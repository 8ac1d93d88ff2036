//! UDP transport implementation
//!
//! One OSC packet per datagram, no framing.

use async_trait::async_trait;
use bytes::Bytes;
use osc_core::{Bundle, Encode, Packet, TimeTag};
use parking_lot::Mutex;
use std::net::SocketAddr;
use std::sync::Arc;
use tokio::net::UdpSocket;
use tokio::sync::mpsc;
use tracing::{debug, error, info};

use crate::error::{Result, TransportError};
use crate::traits::{TransportEvent, TransportReceiver, TransportSender};

/// UDP configuration
#[derive(Debug, Clone)]
pub struct UdpConfig {
    /// Largest datagram read or sent
    pub max_packet_size: usize,
    /// Receiver channel capacity
    pub channel_capacity: usize,
}

impl Default for UdpConfig {
    fn default() -> Self {
        Self {
            max_packet_size: osc_core::MAX_PACKET_SIZE,
            channel_capacity: 100,
        }
    }
}

/// UDP transport (connectionless)
pub struct UdpTransport {
    socket: Arc<UdpSocket>,
    config: UdpConfig,
}

impl UdpTransport {
    /// Bind to a local address
    pub async fn bind(addr: &str) -> Result<Self> {
        Self::bind_with_config(addr, UdpConfig::default()).await
    }

    /// Bind with config
    pub async fn bind_with_config(addr: &str, config: UdpConfig) -> Result<Self> {
        let socket = UdpSocket::bind(addr)
            .await
            .map_err(|e| TransportError::BindFailed(format!("{}: {}", addr, e)))?;

        info!("UDP bound to {}", socket.local_addr()?);

        Ok(Self {
            socket: Arc::new(socket),
            config,
        })
    }

    /// Get local address
    pub fn local_addr(&self) -> Result<SocketAddr> {
        self.socket.local_addr().map_err(TransportError::Io)
    }

    pub fn config(&self) -> &UdpConfig {
        &self.config
    }

    /// Create a sender for a specific remote address
    pub fn sender_to(&self, remote: SocketAddr) -> UdpSender {
        UdpSender {
            socket: Arc::clone(&self.socket),
            remote,
            max_size: self.config.max_packet_size,
            connected: Arc::new(Mutex::new(true)),
        }
    }

    /// Send raw bytes to a specific address
    pub async fn send_to(&self, data: &[u8], target: SocketAddr) -> Result<()> {
        send_datagram(&self.socket, data, target, self.config.max_packet_size).await
    }

    /// Encode and send a packet
    pub async fn send_packet(&self, packet: &Packet, target: SocketAddr) -> Result<()> {
        let data = packet.encode()?;
        self.send_to(&data, target).await
    }

    /// Send `packet` wrapped in a one-element bundle stamped with `timetag`
    pub async fn send_timestamped(
        &self,
        packet: Packet,
        timetag: TimeTag,
        target: SocketAddr,
    ) -> Result<()> {
        let bundle = Bundle::new(timetag, vec![packet]);
        self.send_packet(&Packet::Bundle(bundle), target).await
    }

    /// Receive one datagram.
    ///
    /// Yields [`TransportEvent::Packet`] when it decodes and
    /// [`TransportEvent::Raw`] otherwise.
    pub async fn recv_from(&self) -> Result<(TransportEvent, SocketAddr)> {
        let (data, from) = self.recv_bytes().await?;
        Ok((TransportEvent::from_bytes(data), from))
    }

    /// Receive one datagram without decoding it
    pub async fn recv_bytes(&self) -> Result<(Bytes, SocketAddr)> {
        let mut buf = vec![0u8; self.config.max_packet_size];
        let (len, from) = self.socket.recv_from(&mut buf).await?;
        debug!("UDP received {} bytes from {}", len, from);
        buf.truncate(len);
        Ok((Bytes::from(buf), from))
    }

    /// Start a background task feeding received datagrams into a channel
    pub fn start_receiver(&self) -> UdpReceiver {
        let (tx, rx) = mpsc::channel(self.config.channel_capacity);
        let socket = Arc::clone(&self.socket);
        let max_size = self.config.max_packet_size;

        tokio::spawn(async move {
            let mut buf = vec![0u8; max_size];

            loop {
                match socket.recv_from(&mut buf).await {
                    Ok((len, from)) => {
                        debug!("UDP received {} bytes from {}", len, from);
                        let event = TransportEvent::from_bytes(Bytes::copy_from_slice(&buf[..len]));
                        if tx.send((event, from)).await.is_err() {
                            break;
                        }
                    }
                    Err(e) => {
                        error!("UDP receive error: {}", e);
                        if tx
                            .send((
                                TransportEvent::Error(e.to_string()),
                                SocketAddr::from(([0, 0, 0, 0], 0)),
                            ))
                            .await
                            .is_err()
                        {
                            break;
                        }
                    }
                }
            }
        });

        UdpReceiver { rx }
    }

    /// Enable broadcast
    pub fn set_broadcast(&self, enable: bool) -> Result<()> {
        self.socket.set_broadcast(enable).map_err(TransportError::Io)
    }
}

async fn send_datagram(
    socket: &UdpSocket,
    data: &[u8],
    target: SocketAddr,
    max_size: usize,
) -> Result<()> {
    if data.len() > max_size {
        return Err(TransportError::PacketTooLarge {
            size: data.len(),
            max: max_size,
        });
    }

    socket
        .send_to(data, target)
        .await
        .map_err(|e| TransportError::SendFailed(e.to_string()))?;
    Ok(())
}

/// UDP sender (to a specific remote)
pub struct UdpSender {
    socket: Arc<UdpSocket>,
    remote: SocketAddr,
    max_size: usize,
    connected: Arc<Mutex<bool>>,
}

impl UdpSender {
    pub fn remote_addr(&self) -> SocketAddr {
        self.remote
    }
}

#[async_trait]
impl TransportSender for UdpSender {
    async fn send(&self, data: Bytes) -> Result<()> {
        if !*self.connected.lock() {
            return Err(TransportError::NotConnected);
        }
        send_datagram(&self.socket, &data, self.remote, self.max_size).await
    }

    fn is_connected(&self) -> bool {
        *self.connected.lock()
    }

    async fn close(&self) -> Result<()> {
        *self.connected.lock() = false;
        Ok(())
    }
}

/// UDP receiver
pub struct UdpReceiver {
    rx: mpsc::Receiver<(TransportEvent, SocketAddr)>,
}

impl UdpReceiver {
    /// Receive the next event with source address
    pub async fn recv_from(&mut self) -> Option<(TransportEvent, SocketAddr)> {
        self.rx.recv().await
    }
}

#[async_trait]
impl TransportReceiver for UdpReceiver {
    async fn recv(&mut self) -> Option<TransportEvent> {
        self.rx.recv().await.map(|(event, _)| event)
    }
}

_ _ _ _ _

» **Assignment**
Search the entries above for lines containing the word "TransportReceiver", and copy each one.

» **Expected answer**
use crate::traits::{TransportEvent, TransportReceiver, TransportSender};
impl TransportReceiver for UdpReceiver {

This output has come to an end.